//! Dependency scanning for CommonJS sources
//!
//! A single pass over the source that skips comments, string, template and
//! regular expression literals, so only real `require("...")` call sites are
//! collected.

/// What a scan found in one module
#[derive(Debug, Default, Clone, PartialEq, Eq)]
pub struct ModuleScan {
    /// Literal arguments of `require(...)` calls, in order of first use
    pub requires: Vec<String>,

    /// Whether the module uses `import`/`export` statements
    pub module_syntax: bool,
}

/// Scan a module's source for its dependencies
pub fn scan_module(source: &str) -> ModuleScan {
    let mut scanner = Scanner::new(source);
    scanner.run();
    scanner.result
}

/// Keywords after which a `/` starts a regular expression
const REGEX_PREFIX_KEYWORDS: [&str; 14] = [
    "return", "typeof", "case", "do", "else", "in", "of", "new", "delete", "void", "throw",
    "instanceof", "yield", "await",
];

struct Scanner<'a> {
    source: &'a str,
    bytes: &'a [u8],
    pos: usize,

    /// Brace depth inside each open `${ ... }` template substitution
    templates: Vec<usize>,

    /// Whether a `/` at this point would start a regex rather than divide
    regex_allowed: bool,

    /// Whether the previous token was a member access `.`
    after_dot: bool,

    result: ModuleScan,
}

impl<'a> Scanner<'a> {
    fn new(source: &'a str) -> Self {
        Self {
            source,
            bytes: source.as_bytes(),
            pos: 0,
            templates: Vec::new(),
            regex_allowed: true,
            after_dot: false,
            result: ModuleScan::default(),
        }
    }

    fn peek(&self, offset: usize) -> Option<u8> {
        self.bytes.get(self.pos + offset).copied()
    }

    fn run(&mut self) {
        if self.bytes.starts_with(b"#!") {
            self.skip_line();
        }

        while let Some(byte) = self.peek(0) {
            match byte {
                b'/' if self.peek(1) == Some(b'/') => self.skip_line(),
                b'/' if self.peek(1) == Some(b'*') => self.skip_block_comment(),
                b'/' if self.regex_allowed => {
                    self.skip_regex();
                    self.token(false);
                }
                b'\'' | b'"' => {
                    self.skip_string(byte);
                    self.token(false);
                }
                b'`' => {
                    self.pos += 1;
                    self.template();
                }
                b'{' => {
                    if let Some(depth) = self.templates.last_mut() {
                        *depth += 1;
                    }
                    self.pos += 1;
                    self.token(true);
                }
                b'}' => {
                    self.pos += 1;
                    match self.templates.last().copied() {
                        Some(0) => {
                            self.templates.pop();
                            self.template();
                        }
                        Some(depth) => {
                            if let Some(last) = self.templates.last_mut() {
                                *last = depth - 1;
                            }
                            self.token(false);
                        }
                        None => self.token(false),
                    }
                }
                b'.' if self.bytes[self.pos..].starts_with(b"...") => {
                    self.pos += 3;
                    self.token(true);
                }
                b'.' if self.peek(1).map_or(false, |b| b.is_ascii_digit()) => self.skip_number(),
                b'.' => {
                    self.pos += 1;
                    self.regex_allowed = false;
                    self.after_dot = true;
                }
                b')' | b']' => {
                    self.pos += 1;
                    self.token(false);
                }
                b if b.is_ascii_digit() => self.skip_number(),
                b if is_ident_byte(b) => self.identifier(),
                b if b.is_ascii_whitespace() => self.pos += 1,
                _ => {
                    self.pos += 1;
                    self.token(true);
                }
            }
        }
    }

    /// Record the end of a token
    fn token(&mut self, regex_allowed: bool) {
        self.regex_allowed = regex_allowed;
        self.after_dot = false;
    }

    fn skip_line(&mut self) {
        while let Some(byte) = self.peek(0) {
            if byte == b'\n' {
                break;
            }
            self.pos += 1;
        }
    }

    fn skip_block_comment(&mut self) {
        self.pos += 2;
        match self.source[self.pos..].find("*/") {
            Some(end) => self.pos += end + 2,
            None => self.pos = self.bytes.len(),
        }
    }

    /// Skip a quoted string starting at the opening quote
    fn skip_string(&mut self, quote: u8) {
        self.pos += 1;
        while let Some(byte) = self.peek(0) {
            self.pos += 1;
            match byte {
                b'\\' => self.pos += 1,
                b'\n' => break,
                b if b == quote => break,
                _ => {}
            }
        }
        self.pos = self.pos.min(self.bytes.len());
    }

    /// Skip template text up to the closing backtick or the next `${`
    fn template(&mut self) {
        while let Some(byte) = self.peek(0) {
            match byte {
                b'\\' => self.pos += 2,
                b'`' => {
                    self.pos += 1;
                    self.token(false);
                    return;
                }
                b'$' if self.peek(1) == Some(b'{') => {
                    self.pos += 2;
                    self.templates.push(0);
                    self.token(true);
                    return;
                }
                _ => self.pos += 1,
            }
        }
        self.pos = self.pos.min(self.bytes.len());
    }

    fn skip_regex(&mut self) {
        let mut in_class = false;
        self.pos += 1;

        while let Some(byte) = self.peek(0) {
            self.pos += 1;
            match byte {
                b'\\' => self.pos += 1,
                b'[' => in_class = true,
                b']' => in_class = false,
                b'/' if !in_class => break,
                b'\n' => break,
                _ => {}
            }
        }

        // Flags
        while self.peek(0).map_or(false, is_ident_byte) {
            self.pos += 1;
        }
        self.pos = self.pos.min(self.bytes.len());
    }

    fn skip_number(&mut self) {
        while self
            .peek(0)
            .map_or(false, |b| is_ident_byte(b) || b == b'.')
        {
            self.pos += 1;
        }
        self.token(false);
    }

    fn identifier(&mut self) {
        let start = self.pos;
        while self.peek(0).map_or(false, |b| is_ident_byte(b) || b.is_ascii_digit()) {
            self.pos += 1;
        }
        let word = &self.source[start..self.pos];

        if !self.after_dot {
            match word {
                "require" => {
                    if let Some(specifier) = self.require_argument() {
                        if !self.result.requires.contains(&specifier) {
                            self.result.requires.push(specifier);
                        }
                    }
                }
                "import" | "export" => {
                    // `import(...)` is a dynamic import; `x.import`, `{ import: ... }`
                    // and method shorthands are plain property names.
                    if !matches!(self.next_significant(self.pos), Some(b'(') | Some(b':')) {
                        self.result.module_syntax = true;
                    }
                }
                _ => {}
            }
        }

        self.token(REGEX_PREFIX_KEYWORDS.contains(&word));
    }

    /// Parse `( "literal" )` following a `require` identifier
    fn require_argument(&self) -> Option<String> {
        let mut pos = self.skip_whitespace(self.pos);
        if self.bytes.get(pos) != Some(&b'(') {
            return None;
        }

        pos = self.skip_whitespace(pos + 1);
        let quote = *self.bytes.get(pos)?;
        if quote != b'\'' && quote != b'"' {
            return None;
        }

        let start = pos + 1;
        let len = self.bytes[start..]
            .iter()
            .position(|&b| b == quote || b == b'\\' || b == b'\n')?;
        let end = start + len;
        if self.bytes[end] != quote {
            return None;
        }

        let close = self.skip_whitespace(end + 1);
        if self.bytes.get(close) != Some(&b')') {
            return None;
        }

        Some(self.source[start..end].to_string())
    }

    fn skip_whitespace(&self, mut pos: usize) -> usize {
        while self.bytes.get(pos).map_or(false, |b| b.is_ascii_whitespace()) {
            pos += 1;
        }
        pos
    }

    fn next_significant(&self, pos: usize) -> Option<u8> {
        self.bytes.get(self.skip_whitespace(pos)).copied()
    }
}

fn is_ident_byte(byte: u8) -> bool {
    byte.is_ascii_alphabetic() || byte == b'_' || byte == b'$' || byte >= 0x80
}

### Problem
Scan the data above for the word "offset". Copy every line in which it is found.

### Exercise answer
    fn peek(&self, offset: usize) -> Option<u8> {
        self.bytes.get(self.pos + offset).copied()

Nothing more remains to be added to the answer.